• Provided records:
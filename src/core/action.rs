//! # Actions
//!
//! Everything that can happen in Nur becomes an `Action`.
//! User opens a chapter? That's `Action::OpenChapter(index)`.
//! The Quran service answers? That's `Action::VersesLoaded { .. }`.
//!
//! The `update()` function takes the current state and an action, mutates
//! the state, and returns an `Effect` naming the remote call to make next.
//! No I/O here. The TUI runs the effect and feeds the result back in.
//!
//! ```text
//! State + Action  →  update()  →  New State + Effect
//! ```
//!
//! Every fetch follows the same template: mark busy, bump the slice's
//! generation, return the effect. The result action carries the generation it
//! was issued with; if the slice has moved on since, the result is dropped.

use log::{debug, info, warn};

use crate::Engine;
use crate::api::ApiError;
use crate::core::catalog::{RESOURCES, find_collection};
use crate::core::model::{Chapter, Narration, TranslationLang, Verse};
use crate::core::state::{App, Document, InsightOrigin, Overlay, Screen};
use crate::inference::{AiInsight, EngineError, InsightRequest, IsnadAnalysis};

/// Stand-in chain when a narration has none.
pub const MISSING_CHAIN: &str = "Chain not provided";

#[derive(Debug)]
pub enum Action {
    Navigate(Screen),
    Back,
    LoadChapters,
    ChaptersLoaded {
        generation: u64,
        result: Result<Vec<Chapter>, ApiError>,
    },
    OpenChapter(usize),
    /// Re-fetch the open chapter in the current language.
    ReloadTranslation,
    VersesLoaded {
        generation: u64,
        result: Result<Vec<Verse>, ApiError>,
    },
    OpenCollection(String),
    NarrationsLoaded {
        generation: u64,
        narrations: Vec<Narration>,
    },
    OpenResource(usize),
    ExplainVerse(usize),
    ExplainNarration(usize),
    RequestInsight {
        text: String,
        context: String,
        origin: InsightOrigin,
    },
    InsightReady {
        generation: u64,
        result: Result<AiInsight, EngineError>,
    },
    AnalyzeIsnad(usize),
    IsnadReady {
        generation: u64,
        result: Result<IsnadAnalysis, EngineError>,
    },
    DismissOverlay,
    DismissNotice,
    ToggleLanguage,
    ToggleEngine,
    Quit,
}

/// Side effects requested by `update`.
#[derive(Debug, Clone, PartialEq)]
pub enum Effect {
    None,
    Quit,
    FetchChapters {
        generation: u64,
    },
    FetchVerses {
        generation: u64,
        chapter: u32,
        language: TranslationLang,
    },
    FetchNarrations {
        generation: u64,
        collection: &'static str,
    },
    FetchInsight {
        generation: u64,
        request: InsightRequest,
    },
    FetchIsnad {
        generation: u64,
        chain: String,
        text: String,
    },
    EngineChanged(Engine),
}

/// Where `Back` leads from each screen.
fn parent_screen(app: &App) -> Screen {
    match app.screen {
        Screen::Home | Screen::ChapterList | Screen::CollectionHub | Screen::ResourceList => {
            Screen::Home
        }
        Screen::ChapterDetail => Screen::ChapterList,
        Screen::NarrationList => Screen::CollectionHub,
        Screen::DocumentViewer => match app.document {
            Some(Document::Resource(_)) => Screen::ResourceList,
            Some(Document::Collection(_)) => Screen::CollectionHub,
            None => Screen::Home,
        },
    }
}

fn fetch_chapters(app: &mut App) -> Effect {
    app.loading.chapters = true;
    app.generations.chapters += 1;
    Effect::FetchChapters {
        generation: app.generations.chapters,
    }
}

fn fetch_verses(app: &mut App, chapter: u32) -> Effect {
    app.verses.clear();
    app.loading.verses = true;
    app.generations.verses += 1;
    Effect::FetchVerses {
        generation: app.generations.verses,
        chapter,
        language: app.language,
    }
}

/// Replaces whatever the overlay shows with a fresh insight request.
fn request_insight(app: &mut App, text: String, context: String, origin: InsightOrigin) -> Effect {
    app.generations.overlay += 1;
    app.insight_origin = Some(origin);
    app.insight_language = app.language;
    app.overlay = Overlay::Translating {
        context: context.clone(),
    };
    Effect::FetchInsight {
        generation: app.generations.overlay,
        request: InsightRequest {
            text,
            context,
            language: app.language,
        },
    }
}

fn close_overlay(app: &mut App) {
    // Anything still in flight for the old overlay is now stale
    app.generations.overlay += 1;
    app.overlay = Overlay::None;
    app.insight_origin = None;
}

fn is_stale(slice: &str, generation: u64, current: u64) -> bool {
    if generation != current {
        debug!("Dropping stale {slice} response (generation {generation}, current {current})");
        return true;
    }
    false
}

pub fn update(app: &mut App, action: Action) -> Effect {
    match action {
        Action::Navigate(screen) => {
            app.go_to(screen);
            if screen == Screen::ChapterList && app.chapters.is_empty() && !app.loading.chapters {
                return fetch_chapters(app);
            }
            Effect::None
        }
        Action::Back => {
            if app.notice.is_some() {
                app.notice = None;
            } else if app.overlay.is_open() {
                close_overlay(app);
            } else {
                let parent = parent_screen(app);
                app.go_to(parent);
            }
            Effect::None
        }
        Action::LoadChapters => fetch_chapters(app),
        Action::ChaptersLoaded { generation, result } => {
            if is_stale("chapters", generation, app.generations.chapters) {
                return Effect::None;
            }
            app.loading.chapters = false;
            match result {
                Ok(chapters) => {
                    info!("Loaded {} chapters", chapters.len());
                    app.chapters = chapters;
                }
                Err(e) => {
                    warn!("Chapter list failed: {e}");
                    app.notice = Some(format!("Could not load the chapter list.\n{e}"));
                }
            }
            Effect::None
        }
        Action::OpenChapter(index) => {
            let Some(chapter) = app.chapters.get(index).cloned() else {
                warn!("OpenChapter: no chapter at index {index}");
                return Effect::None;
            };
            info!("Opening chapter {} ({})", chapter.number, chapter.english_name);
            let number = chapter.number;
            app.selected_chapter = Some(chapter);
            app.go_to(Screen::ChapterDetail);
            fetch_verses(app, number)
        }
        Action::ReloadTranslation => match app.selected_chapter.as_ref().map(|c| c.number) {
            Some(number) => {
                app.status_message = format!("Reloading in {}", app.language.name());
                fetch_verses(app, number)
            }
            None => Effect::None,
        },
        Action::VersesLoaded { generation, result } => {
            if is_stale("verses", generation, app.generations.verses) {
                return Effect::None;
            }
            app.loading.verses = false;
            match result {
                Ok(verses) => app.verses = verses,
                Err(e) => {
                    warn!("Verse fetch failed: {e}");
                    app.notice = Some(format!("Translation load failed.\n{e}"));
                    if app.screen == Screen::ChapterDetail {
                        let back_to = app.previous_screen.unwrap_or(Screen::ChapterList);
                        app.go_to(back_to);
                    }
                }
            }
            Effect::None
        }
        Action::OpenCollection(id) => {
            let Some(collection) = find_collection(&id) else {
                warn!("OpenCollection: unknown collection {id}");
                app.notice = Some(format!("Unknown collection: {id}"));
                return Effect::None;
            };
            if collection.document_url.is_some() {
                app.document = Some(Document::Collection(collection));
                app.go_to(Screen::DocumentViewer);
                return Effect::None;
            }

            info!("Opening collection {}", collection.id);
            app.active_collection = Some(collection);
            app.narrations.clear();
            app.loading.narrations = true;
            app.generations.narrations += 1;
            app.go_to(Screen::NarrationList);
            Effect::FetchNarrations {
                generation: app.generations.narrations,
                collection: collection.id,
            }
        }
        Action::NarrationsLoaded {
            generation,
            narrations,
        } => {
            if is_stale("narrations", generation, app.generations.narrations) {
                return Effect::None;
            }
            app.loading.narrations = false;
            if narrations.is_empty() {
                app.status_message = "No narrations available".to_string();
            }
            app.narrations = narrations;
            Effect::None
        }
        Action::OpenResource(index) => {
            match RESOURCES.get(index) {
                Some(resource) => {
                    app.document = Some(Document::Resource(resource));
                    app.go_to(Screen::DocumentViewer);
                }
                None => warn!("OpenResource: no resource at index {index}"),
            }
            Effect::None
        }
        Action::ExplainVerse(index) => {
            let Some(verse) = app.verses.get(index) else {
                return Effect::None;
            };
            let chapter_name = app
                .selected_chapter
                .as_ref()
                .map(|c| c.english_name.as_str())
                .unwrap_or("the Quran");
            let context = format!("Verse {} of {}", verse.number_in_chapter, chapter_name);
            let text = verse.text.clone();
            request_insight(app, text, context, InsightOrigin::Verse(index))
        }
        Action::ExplainNarration(index) => {
            let Some(narration) = app.narrations.get(index) else {
                return Effect::None;
            };
            let context = format!("Hadith from {}", narration.collection);
            let text = narration.arabic_text.clone();
            let origin = InsightOrigin::Narration(narration.id.clone());
            request_insight(app, text, context, origin)
        }
        Action::RequestInsight {
            text,
            context,
            origin,
        } => request_insight(app, text, context, origin),
        Action::InsightReady { generation, result } => {
            if is_stale("insight", generation, app.generations.overlay) {
                return Effect::None;
            }
            let context = match &app.overlay {
                Overlay::Translating { context } => context.clone(),
                _ => String::new(),
            };
            match result {
                Ok(insight) => {
                    if let Some(InsightOrigin::Narration(id)) = &app.insight_origin
                        && app.insight_language == TranslationLang::Tamil
                        && let Some(narration) = app.narrations.iter_mut().find(|n| &n.id == id)
                    {
                        narration.secondary_translation = Some(insight.translation.clone());
                    }
                    app.overlay = Overlay::Insight { context, insight };
                }
                Err(e) => {
                    warn!("Insight failed: {e}");
                    app.notice = Some(format!("AI insight failed.\n{e}"));
                    close_overlay(app);
                }
            }
            Effect::None
        }
        Action::AnalyzeIsnad(index) => {
            let Some(narration) = app.narrations.get(index) else {
                return Effect::None;
            };
            let chain = narration
                .isnad
                .clone()
                .unwrap_or_else(|| MISSING_CHAIN.to_string());
            let text = narration.arabic_text.clone();

            app.generations.overlay += 1;
            app.insight_origin = None;
            app.overlay = Overlay::AnalyzingIsnad { narration: index };
            Effect::FetchIsnad {
                generation: app.generations.overlay,
                chain,
                text,
            }
        }
        Action::IsnadReady { generation, result } => {
            if is_stale("isnad", generation, app.generations.overlay) {
                return Effect::None;
            }
            let Overlay::AnalyzingIsnad { narration } = app.overlay else {
                debug!("Dropping isnad response: overlay is no longer analyzing");
                return Effect::None;
            };
            match result {
                Ok(analysis) => {
                    app.overlay = Overlay::IsnadResult {
                        narration,
                        analysis,
                    }
                }
                Err(e) => {
                    warn!("Isnad analysis failed: {e}");
                    app.notice = Some(format!("Chain study failed.\n{e}"));
                    close_overlay(app);
                }
            }
            Effect::None
        }
        Action::DismissOverlay => {
            close_overlay(app);
            Effect::None
        }
        Action::DismissNotice => {
            app.notice = None;
            Effect::None
        }
        Action::ToggleLanguage => {
            // Preference only. Loaded verses keep their translation until
            // the user reloads.
            app.language = app.language.toggled();
            app.status_message = format!("Translation: {}", app.language.name());
            Effect::None
        }
        Action::ToggleEngine => {
            app.engine = app.engine.next();
            app.status_message = format!("AI engine: {}", app.engine.label());
            Effect::EngineChanged(app.engine)
        }
        Action::Quit => Effect::Quit,
    }
}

• Instructions to follow: Copy the records above faithfully. Begin at their first line, end at the line containing "use crate::Engine;", and include nothing else.

• Written answer:
filename src/core/action.rs
//! # Actions
//!
//! Everything that can happen in Nur becomes an `Action`.
//! User opens a chapter? That's `Action::OpenChapter(index)`.
//! The Quran service answers? That's `Action::VersesLoaded { .. }`.
//!
//! The `update()` function takes the current state and an action, mutates
//! the state, and returns an `Effect` naming the remote call to make next.
//! No I/O here. The TUI runs the effect and feeds the result back in.
//!
//! ```text
//! State + Action  →  update()  →  New State + Effect
//! ```
//!
//! Every fetch follows the same template: mark busy, bump the slice's
//! generation, return the effect. The result action carries the generation it
//! was issued with; if the slice has moved on since, the result is dropped.

use log::{debug, info, warn};

use crate::Engine;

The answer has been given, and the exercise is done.